In 1519, Hernán Cortés and the Spanish arrived with Totonac allies. In Tzompantepec on September 2 of that year, there was a major battle with the Tlaxcallans. The superior arms of the Spanish gave them victory against the Tlaxcallan force headed by Xicohtencatl. The battle made the Tlaxcallans allies with the Spanish against the Aztecs.

Shortly after the Conquest, Cortés established a battalion here and the Divino Salvador Church was founded by the Franciscans. By the mid 16th century, this church became subordinate to Huamantla and the San Andrés Church was founded.

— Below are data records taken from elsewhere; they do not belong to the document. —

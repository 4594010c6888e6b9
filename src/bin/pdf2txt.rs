//! CLI binary for pdf2txt.
//!
//! A thin shim over the library crate that maps CLI flags
//! to `ExtractionConfig` and prints results.

use anyhow::{Context, Result};
use clap::Parser;
use indicatif::{ProgressBar, ProgressStyle};
use pdf2txt::{
    convert, inspect, ExtractionConfig, JobProgressCallback, JobReport, JobState, PageError,
    PageSelection, ProgressCallback,
};
use std::io;
use std::path::PathBuf;
use std::sync::Arc;
use std::time::Duration;
use tracing_subscriber::EnvFilter;

// ── Terminal styling ─────────────────────────────────────────────────────────

/// SGR codes used by the summary and the skipped-page lines.
#[derive(Clone, Copy)]
enum Tint {
    Ok = 32,
    Fail = 31,
    Note = 36,
    Faint = 2,
    Strong = 1,
}

fn paint(tint: Tint, s: &str) -> String {
    format!("\x1b[{}m{s}\x1b[0m", tint as u8)
}

/// Spinner frames: a quarter block walking round a page corner.
const SPINNER: &[&str] = &["▖", "▘", "▝", "▗", "▚"];

// ── CLI progress callback using indicatif ────────────────────────────────────

/// Terminal progress callback: a live bar showing the job percentage, plus a
/// red log line for every skipped page.
struct CliProgressCallback {
    bar: ProgressBar,
}

impl CliProgressCallback {
    /// Starts as a spinner; the bar length is set by `on_job_start` once the
    /// document is open.
    fn new_dynamic() -> Arc<Self> {
        let bar = ProgressBar::new(0);

        let spinner_style = ProgressStyle::with_template("{spinner:.cyan} {prefix:.bold}  {msg}")
            .unwrap_or_else(|_| ProgressStyle::default_spinner())
            .tick_strings(SPINNER);

        bar.set_style(spinner_style);
        bar.set_prefix("Preparing");
        bar.set_message("Opening PDF…");
        bar.enable_steady_tick(Duration::from_millis(80));

        Arc::new(Self { bar })
    }

    fn activate_bar(&self, total: usize) {
        let progress_style = ProgressStyle::with_template(
            "{spinner:.cyan} {prefix:.bold}  \
             [{bar:42.green/238}] {pos:>3}/{len} pages  {msg:>7}  \
             ⏱ {elapsed_precise}",
        )
        .unwrap_or_else(|_| ProgressStyle::default_bar())
        .progress_chars("█▉▊▋▌▍▎▏  ")
        .tick_strings(SPINNER);

        self.bar.set_length(total as u64);
        self.bar.set_style(progress_style);
        self.bar.set_prefix("Extracting");
        self.bar.set_message("0.00%");
        self.bar.reset_eta();
    }
}

impl JobProgressCallback for CliProgressCallback {
    fn on_job_start(&self, total_pages: usize) {
        self.activate_bar(total_pages);
        self.bar.println(format!(
            "{} {}",
            paint(Tint::Note, "◆"),
            paint(Tint::Strong, &format!("Extracting text from {total_pages} pages…"))
        ));
    }

    fn on_page_complete(&self, state: &JobState, _text_len: usize) {
        self.bar.set_position(state.pages_done() as u64);
        self.bar.set_message(state.progress().to_string());
    }

    fn on_page_skipped(&self, page_num: usize, total: usize, error: &PageError) {
        let mut msg = error.to_string();
        if msg.chars().count() > 80 {
            msg = msg.chars().take(79).collect::<String>() + "\u{2026}";
        }
        self.bar.println(format!(
            "  {} Page {:>3}/{:<3}  {}",
            paint(Tint::Fail, "✗"),
            page_num,
            total,
            paint(Tint::Fail, &msg),
        ));
    }

    fn on_job_complete(&self, _report: &JobReport) {
        self.bar.finish_and_clear();
    }
}

const AFTER_HELP: &str = r#"EXAMPLES:
  # Extract into ./out/output.txt and ./out/output.html
  pdf2txt document.pdf -o out

  # Specific pages only
  pdf2txt --pages 3-15 book.pdf -o out
  pdf2txt --pages 1-3,7 book.pdf -o out

  # Encrypted document
  pdf2txt --password secret report.pdf -o out

  # Escape <, > and & in the HTML output
  pdf2txt --escape-html paper.pdf -o out

  # Inspect PDF metadata without extracting
  pdf2txt --inspect-only document.pdf

  # JSON job report on stdout
  pdf2txt --json document.pdf -o out > report.json

OUTPUT:
  output.txt   each page's lines, top of page first, then "\f\n"
  output.html  the same text with <br> before every newline, each page
               followed by <div style="page-break-after: always;"></div>

  A page that fails to extract is written as an empty page and counted in
  the completion summary; the remaining pages are still extracted.

ENVIRONMENT VARIABLES:
  PDF2TXT_OUTPUT_DIR   Default for --output-dir
  PDF2TXT_PASSWORD     Default for --password
  PDFIUM_LIB_PATH      Path to libpdfium, or the directory containing it
  RUST_LOG             Override the log filter (e.g. pdf2txt=debug)
"#;

/// Extract PDF text in reading order to plain text and HTML.
#[derive(Parser, Debug)]
#[command(
    name = "pdf2txt",
    version,
    about = "Extract PDF text in reading order to plain text and HTML",
    long_about = "Extract the text of every page of a PDF, ordered top to bottom, into \
output.txt (pages separated by form feeds) and output.html (lines separated by <br>, \
pages separated by page-break divs).",
    arg_required_else_help = true,
    color = clap::ColorChoice::Auto,
    after_long_help = AFTER_HELP
)]
struct Cli {
    /// Local PDF file path.
    input: PathBuf,

    /// Directory for output.txt and output.html; created if missing.
    #[arg(short, long, env = "PDF2TXT_OUTPUT_DIR", required_unless_present = "inspect_only")]
    output_dir: Option<PathBuf>,

    /// Page selection: all, 5, 3-15, or a list such as 1-3,7,10-12.
    #[arg(long, env = "PDF2TXT_PAGES", default_value = "all")]
    pages: String,

    /// PDF user password for encrypted documents.
    #[arg(long, env = "PDF2TXT_PASSWORD")]
    password: Option<String>,

    /// Escape <, > and & in the HTML output.
    #[arg(long, env = "PDF2TXT_ESCAPE_HTML")]
    escape_html: bool,

    /// Minimum vertical overlap (0.0–1.0) for two runs to share a line.
    #[arg(long, env = "PDF2TXT_LINE_OVERLAP", default_value_t = 0.5)]
    line_overlap: f32,

    /// Horizontal gap, relative to the line height, that inserts a space.
    #[arg(long, env = "PDF2TXT_WORD_MARGIN", default_value_t = 0.1)]
    word_margin: f32,

    /// Print the job report (or metadata) as JSON on stdout.
    #[arg(long, env = "PDF2TXT_JSON")]
    json: bool,

    /// Disable progress bar.
    #[arg(long, env = "PDF2TXT_NO_PROGRESS")]
    no_progress: bool,

    /// Print PDF metadata only, no extraction.
    #[arg(long)]
    inspect_only: bool,

    /// Enable DEBUG-level tracing logs.
    #[arg(short, long, env = "PDF2TXT_VERBOSE")]
    verbose: bool,

    /// Suppress all output except errors.
    #[arg(short, long, env = "PDF2TXT_QUIET")]
    quiet: bool,
}

#[tokio::main]
async fn main() -> Result<()> {
    let cli = Cli::parse();

    // ── Logging setup ────────────────────────────────────────────────────
    // The progress bar replaces INFO-level library logs; skipped pages are
    // still reported by the callback.
    let show_progress = !cli.quiet && !cli.no_progress && !cli.json;
    let filter = if cli.verbose {
        "debug"
    } else if cli.quiet || show_progress {
        "error"
    } else {
        "info"
    };

    tracing_subscriber::fmt()
        .with_env_filter(
            EnvFilter::try_from_default_env().unwrap_or_else(|_| EnvFilter::new(filter)),
        )
        .with_writer(io::stderr)
        .init();

    // ── Inspect-only mode ────────────────────────────────────────────────
    if cli.inspect_only {
        let meta = inspect(&cli.input, cli.password.as_deref())
            .await
            .context("Failed to inspect PDF")?;

        if cli.json {
            println!(
                "{}",
                serde_json::to_string_pretty(&meta).context("Failed to serialize metadata")?
            );
        } else {
            println!("File:         {}", cli.input.display());
            if let Some(ref t) = meta.title {
                println!("Title:        {}", t);
            }
            if let Some(ref a) = meta.author {
                println!("Author:       {}", a);
            }
            if let Some(ref s) = meta.subject {
                println!("Subject:      {}", s);
            }
            println!("Pages:        {}", meta.page_count);
            println!("PDF Version:  {}", meta.pdf_version);
            if let Some(ref p) = meta.producer {
                println!("Producer:     {}", p);
            }
            if let Some(ref c) = meta.creator {
                println!("Creator:      {}", c);
            }
        }
        return Ok(());
    }

    let output_dir = cli
        .output_dir
        .clone()
        .context("--output-dir is required")?;

    // ── Build config ─────────────────────────────────────────────────────
    let cli_progress = show_progress.then(CliProgressCallback::new_dynamic);
    let progress_cb: Option<ProgressCallback> = cli_progress
        .clone()
        .map(|cb| cb as Arc<dyn JobProgressCallback>);

    // ── Run extraction ───────────────────────────────────────────────────
    let outcome = match build_config(&cli, progress_cb) {
        Ok(config) => convert(&cli.input, &output_dir, &config)
            .await
            .context("Extraction failed"),
        Err(e) => Err(e),
    };
    let report = clear_on_error(cli_progress.as_deref(), outcome)?;

    if cli.json {
        let json = serde_json::to_string_pretty(&report).context("Failed to serialise report")?;
        println!("{json}");
    } else if !cli.quiet {
        print_summary(&report, &output_dir);
    }

    Ok(())
}

/// Stop the spinner before an error is printed, so it cannot draw over it.
fn clear_on_error<T>(progress: Option<&CliProgressCallback>, outcome: Result<T>) -> Result<T> {
    if outcome.is_err() {
        if let Some(cb) = progress {
            cb.bar.finish_and_clear();
        }
    }
    outcome
}

fn print_summary(report: &JobReport, output_dir: &std::path::Path) {
    let mark = if report.skipped_pages == 0 {
        paint(Tint::Ok, "✔")
    } else if report.processed_pages == 0 {
        paint(Tint::Fail, "✘")
    } else {
        paint(Tint::Note, "⚠")
    };
    eprintln!(
        "{}  {}/{} pages  {} skipped  {}ms  →  {}",
        mark,
        report.processed_pages,
        report.total_pages,
        if report.skipped_pages == 0 {
            paint(Tint::Faint, "0")
        } else {
            paint(Tint::Fail, &report.skipped_pages.to_string())
        },
        report.duration_ms,
        paint(Tint::Strong, &output_dir.display().to_string()),
    );
}

/// Map CLI args to `ExtractionConfig`.
fn build_config(cli: &Cli, progress: Option<ProgressCallback>) -> Result<ExtractionConfig> {
    let pages = parse_pages(&cli.pages)?;

    let mut builder = ExtractionConfig::builder()
        .pages(pages)
        .escape_html(cli.escape_html)
        .line_overlap(cli.line_overlap)
        .word_margin(cli.word_margin);

    if let Some(ref pwd) = cli.password {
        builder = builder.password(pwd.clone());
    }
    if let Some(cb) = progress {
        builder = builder.progress_callback(cb);
    }

    builder.build().context("Invalid configuration")
}

/// Turn `--pages` into a `PageSelection`.
///
/// Accepts `all`, a page (`5`), a span (`3-15`) or a comma list mixing both
/// (`1-3,7,10-12`). Page numbers start at 1.
fn parse_pages(s: &str) -> Result<PageSelection> {
    let spec = s.trim().to_ascii_lowercase();
    if spec == "all" {
        return Ok(PageSelection::All);
    }

    let parts: Vec<&str> = spec.split(',').map(str::trim).collect();
    if let [only] = parts.as_slice() {
        return Ok(match parse_span(only)? {
            (first, last) if first == last => PageSelection::Single(first),
            (first, last) => PageSelection::Range(first, last),
        });
    }

    let mut pages = Vec::new();
    for part in parts {
        let (first, last) = parse_span(part)?;
        pages.extend(first..=last);
    }
    Ok(PageSelection::Set(pages))
}

/// One `N` or `A-B` item of a page list, as an inclusive span.
fn parse_span(part: &str) -> Result<(usize, usize)> {
    let page = |p: &str| -> Result<usize> {
        let n: usize = p
            .trim()
            .parse()
            .with_context(|| format!("'{}' is not a page number", p.trim()))?;
        anyhow::ensure!(n >= 1, "page numbers start at 1, got {n}");
        Ok(n)
    };

    match part.split_once('-') {
        Some((first, last)) => {
            let (first, last) = (page(first)?, page(last)?);
            anyhow::ensure!(
                first <= last,
                "page span '{part}' runs backwards; write it as {last}-{first}"
            );
            Ok((first, last))
        }
        None => page(part).map(|n| (n, n)),
    }
}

During the colonial period, the town of Tzompantepec governed an area that included what are now Cuaxomulco, San Francisco Tetlanohcan, San José Teacalco and Huamantla, but by the 19th century, it had become part of the Huamantla district.

In the late Mexican War of Independence, insurgents under Nicolás Bravo were in the area, and the municipality was established in 1822. During the Reform War, Tzompantepec was allied with the Liberals.

The railroad connecting Mexico City with Veracruz reached the municipality in 1873. A station was built in Tzompantepec, which allowed the area to export its grain production to both Mexico City and the Gulf coast. This mostly benefitted large haciendas such as Xaltelulco and Jonecuila. This put pressure on lands still in indigenous hands and for this reason many in the municipality supported the Mexican Revolution. However, only small, guerrilla-style clashes occurred here during the conflict.

==Geography==
The municipality is located in the Central Mexican Plateau with an average altitude of 2,460 meters above sea level. Almost all of the territory is on the slopes of the La Malinche volcano. About twenty percent of the territory is rugged mountain, mostly in the south and west. Seventy percent is semi flat, mostly in the center and ten percent is flat, concentrated in the northwest.
Most of the territory has been modified by humans. 4,812 hectares is dedicated to agricultural production, 85% of which is dedicated to crops and the rest to pasture.
===Hydrography===
The Apizaco River runs through a small portion for about four km. The smaller Amomolc extends through 4.5 meters, along with a number of seasonal streams. Other water sources include wells.
===Climate===
The climate is temperate and semi moist. Average annual rainfall is 817.6mm, with most rain falling between April and September. The warmest months are April and May. Prevailing winds are from the northeast and average annual temperatures vary from a low of 4.7C to a high of 22.6C.
===Flora and fauna===
At the higher elevations there are various types of oak (Quercus laeta, Q. obtusata, Q. crassipes) as well as pines (Pinus leiophylla and Pino pseudostrobus). In the area of the Apizaco River there are trees such as Alnus acuminate, Taxodium mucrunatum, Salix bonplandiana and Fraxinus uhdei. The rest of the territory is farmland or urban areas with secondary vegetation.

Because of urban sprawl, wildlife is limited to smaller species such as rabbits, hares, moles, opossums, reptiles and birds.

Reforestation efforts have includes the planting of over 4,000 trees mostly by school and ecological organizations.